- **What is expected**:
Check each line of the records below and collect those that include the word "WorkerGuard".
--
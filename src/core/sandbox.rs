pub mod api;
pub mod fs;
pub mod host;
pub mod lua;

use crate::core::download::Downloader;
use crate::core::netcon::NetconClient;
use crate::core::websocket::WsPool;
use crate::models::error::SError;
use api::SandboxApi;
use camino::Utf8Path;
use host::ScriptHost;
use lua::LuaHost;
use std::cell::RefCell;
use std::rc::Rc;
use std::sync::atomic::AtomicBool;
use std::sync::Arc;
use tracing::{debug, info};

/// What a script run needs from the session that spawned it.
pub struct AutomationContext {
    pub fs: fs::SandboxFs,
    pub netcon_port: u16,
    pub downloader: Arc<dyn Downloader>,
    pub stop: Arc<AtomicBool>,
}

/// Runs `entry` to completion on the current thread.
/// Every socket the script opened is closed before this returns, whatever the outcome.
pub fn run_entry_point(entry: &Utf8Path, context: AutomationContext) -> Result<(), SError> {
    let api = SandboxApi {
        fs: context.fs,
        netcon: Rc::new(RefCell::new(NetconClient::new(context.netcon_port))),
        websockets: Rc::new(RefCell::new(WsPool::new())),
        downloader: context.downloader,
        stop: context.stop,
        source: entry.file_name().unwrap_or("main.lua").to_string(),
    };

    info!(%entry, "Starting automation script");
    let result = (|| {
        let mut host = LuaHost::new()?;
        api.install(&mut host)?;
        host.eval_file(entry)
    })();

    let (consoles, sockets) = (api.netcon.borrow().open_count(), api.websockets.borrow().open_count());
    api.netcon.borrow_mut().close_all();
    api.websockets.borrow_mut().close_all();
    debug!(consoles, sockets, "Closed script connections");

    result
}
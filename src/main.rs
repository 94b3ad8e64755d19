use clap::Parser;
use spplice_lib::commands::{self, Cli};
use spplice_lib::config::{AppPaths, AppSettings};
use spplice_lib::utils::logging;
use std::process::ExitCode;
use tracing::error;

fn main() -> ExitCode {
    let cli = Cli::parse();

    let settings = AppSettings::load().unwrap_or_else(|e| {
        eprintln!("Failed to load settings, using defaults: {e}");
        AppSettings::default()
    });
    let paths = match AppPaths::resolve(&settings) {
        Ok(paths) => paths,
        Err(e) => {
            eprintln!("{e}");
            return ExitCode::FAILURE;
        }
    };
    let _log_guard = logging::init(&paths.app_dir);

    match commands::run(cli, settings, paths) {
        Ok(()) => ExitCode::SUCCESS,
        Err(e) => {
            error!("{e}");
            ExitCode::FAILURE
        }
    }
}
use crate::models::paths::AppDirPaths;
use camino::Utf8Path;
use tracing_appender::non_blocking::WorkerGuard;
use tracing_subscriber::fmt;
use tracing_subscriber::layer::SubscriberExt;
use tracing_subscriber::util::SubscriberInitExt;
use tracing_subscriber::EnvFilter;

const LOG_ENV: &str = "SPPLICE_LOG";

/// Installs the global subscriber: stderr plus `<app_dir>/log.txt`.
/// Keep the returned guard alive for as long as file output is wanted.
pub fn init(app_dir: &Utf8Path) -> WorkerGuard {
    let log_path = AppDirPaths::new(app_dir).log;
    let _ = std::fs::create_dir_all(app_dir);

    let file_name = log_path.file_name().unwrap_or("log.txt");
    let appender = tracing_appender::rolling::never(app_dir, file_name);
    let (file_writer, guard) = tracing_appender::non_blocking(appender);

    let filter = EnvFilter::try_from_env(LOG_ENV)
        .or_else(|_| EnvFilter::try_from_default_env())
        .unwrap_or_else(|_| EnvFilter::new("info"));

    let result = tracing_subscriber::registry()
        .with(filter)
        .with(fmt::layer().with_writer(std::io::stderr))
        .with(fmt::layer().with_ansi(false).with_writer(file_writer))
        .try_init();

    if let Err(e) = result {
        eprintln!("Logger already initialised: {e}");
    }

    guard
}
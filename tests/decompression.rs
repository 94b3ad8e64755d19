mod common;

use common::{utf8_tempdir, write_archive, write_archive_with_raw_entry};
use spplice_lib::core::decompression::Decompression;
use spplice_lib::models::error::SError;
use std::fs;

#[test]
fn test_extracts_nested_files() {
    let (_tmp, root) = utf8_tempdir();
    let archive = root.join("pkg.tar.xz");
    write_archive(&archive, &[("main.lua", "print('hi')"), ("maps/a.bsp", "map")]);

    let dest = root.join("out");
    Decompression::extract(&archive, &dest).unwrap();

    assert_eq!(fs::read_to_string(dest.join("main.lua")).unwrap(), "print('hi')");
    assert_eq!(fs::read_to_string(dest.join("maps/a.bsp")).unwrap(), "map");
}

#[test]
fn test_traversal_entries_are_skipped() {
    let (_tmp, root) = utf8_tempdir();
    let archive = root.join("evil.tar.xz");
    write_archive_with_raw_entry(&archive, "../escaped.txt", "gotcha", &[("ok.txt", "fine")]);

    let dest = root.join("out");
    Decompression::extract(&archive, &dest).unwrap();

    assert!(!root.join("escaped.txt").exists());
    assert_eq!(fs::read_to_string(dest.join("ok.txt")).unwrap(), "fine");
}

#[test]
fn test_garbage_is_an_acquisition_error() {
    let (_tmp, root) = utf8_tempdir();
    let archive = root.join("broken.tar.xz");
    fs::write(&archive, "definitely not xz").unwrap();

    let err = Decompression::extract(&archive, &root.join("out")).unwrap_err();
    assert!(matches!(err, SError::Acquisition(_)));
}
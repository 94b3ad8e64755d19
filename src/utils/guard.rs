use crate::core::orchestrator::Orchestrator;
use std::panic;
use std::process;
use tracing::{error, warn};

/// Runs `Orchestrator::shutdown` when dropped, so leaving `main` by any route cleans up.
pub struct CleanupGuard {
    orchestrator: Orchestrator,
}

impl CleanupGuard {
    pub fn new(orchestrator: Orchestrator) -> Self {
        Self { orchestrator }
    }
}

impl Drop for CleanupGuard {
    fn drop(&mut self) {
        self.orchestrator.shutdown();
    }
}

/// Routes Ctrl-C, SIGTERM and panics to the same teardown as a normal exit.
pub fn install_crash_hooks(orchestrator: &Orchestrator) -> CleanupGuard {
    let on_signal = orchestrator.clone();
    if let Err(e) = ctrlc::set_handler(move || {
        warn!("Interrupted, cleaning up");
        on_signal.shutdown();
        process::exit(130);
    }) {
        error!("Failed to install signal handler: {e}");
    }

    let on_panic = orchestrator.clone();
    let previous = panic::take_hook();
    panic::set_hook(Box::new(move |info| {
        error!("Panic: {info}");
        on_panic.shutdown();
        previous(info);
    }));

    CleanupGuard::new(orchestrator.clone())
}
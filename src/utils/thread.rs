use crate::models::error::SError;
use crate::models::session::InstallationSession;
use parking_lot::Mutex;

/// Runs `f` on the session only if it is still the one with `id` and nobody asked it to stop.
pub fn with_session_mut<F, R>(
    handle: &Mutex<Option<InstallationSession>>,
    id: u64,
    f: F,
) -> Result<R, SError>
where
    F: FnOnce(&mut InstallationSession) -> R,
{
    let mut guard = handle.lock();
    match guard.as_mut() {
        Some(session) if session.id == id && !session.cancel_requested => Ok(f(session)),
        _ => Err(SError::Cancelled),
    }
}

pub fn with_session<F, R>(handle: &Mutex<Option<InstallationSession>>, f: F) -> Option<R>
where
    F: FnOnce(&InstallationSession) -> R,
{
    let guard = handle.lock();
    guard.as_ref().map(f)
}

#[cfg(test)]
mod tests {
    use super::*;
    use camino::Utf8PathBuf;

    #[test]
    fn stale_ids_and_cancelled_sessions_are_rejected() {
        let slot = Mutex::new(Some(InstallationSession::new(
            7,
            Utf8PathBuf::from("/tmp/tempcontent"),
            Vec::new(),
        )));

        assert_eq!(with_session_mut(&slot, 7, |s| s.id), Ok(7));
        assert_eq!(with_session_mut(&slot, 6, |s| s.id), Err(SError::Cancelled));

        slot.lock().as_mut().unwrap().cancel_requested = true;
        assert_eq!(with_session_mut(&slot, 7, |s| s.id), Err(SError::Cancelled));
        assert_eq!(with_session(&slot, |s| s.id), Some(7));
    }
}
--
- **Solution for this problem**:
use tracing_appender::non_blocking::WorkerGuard;
pub fn init(app_dir: &Utf8Path) -> WorkerGuard {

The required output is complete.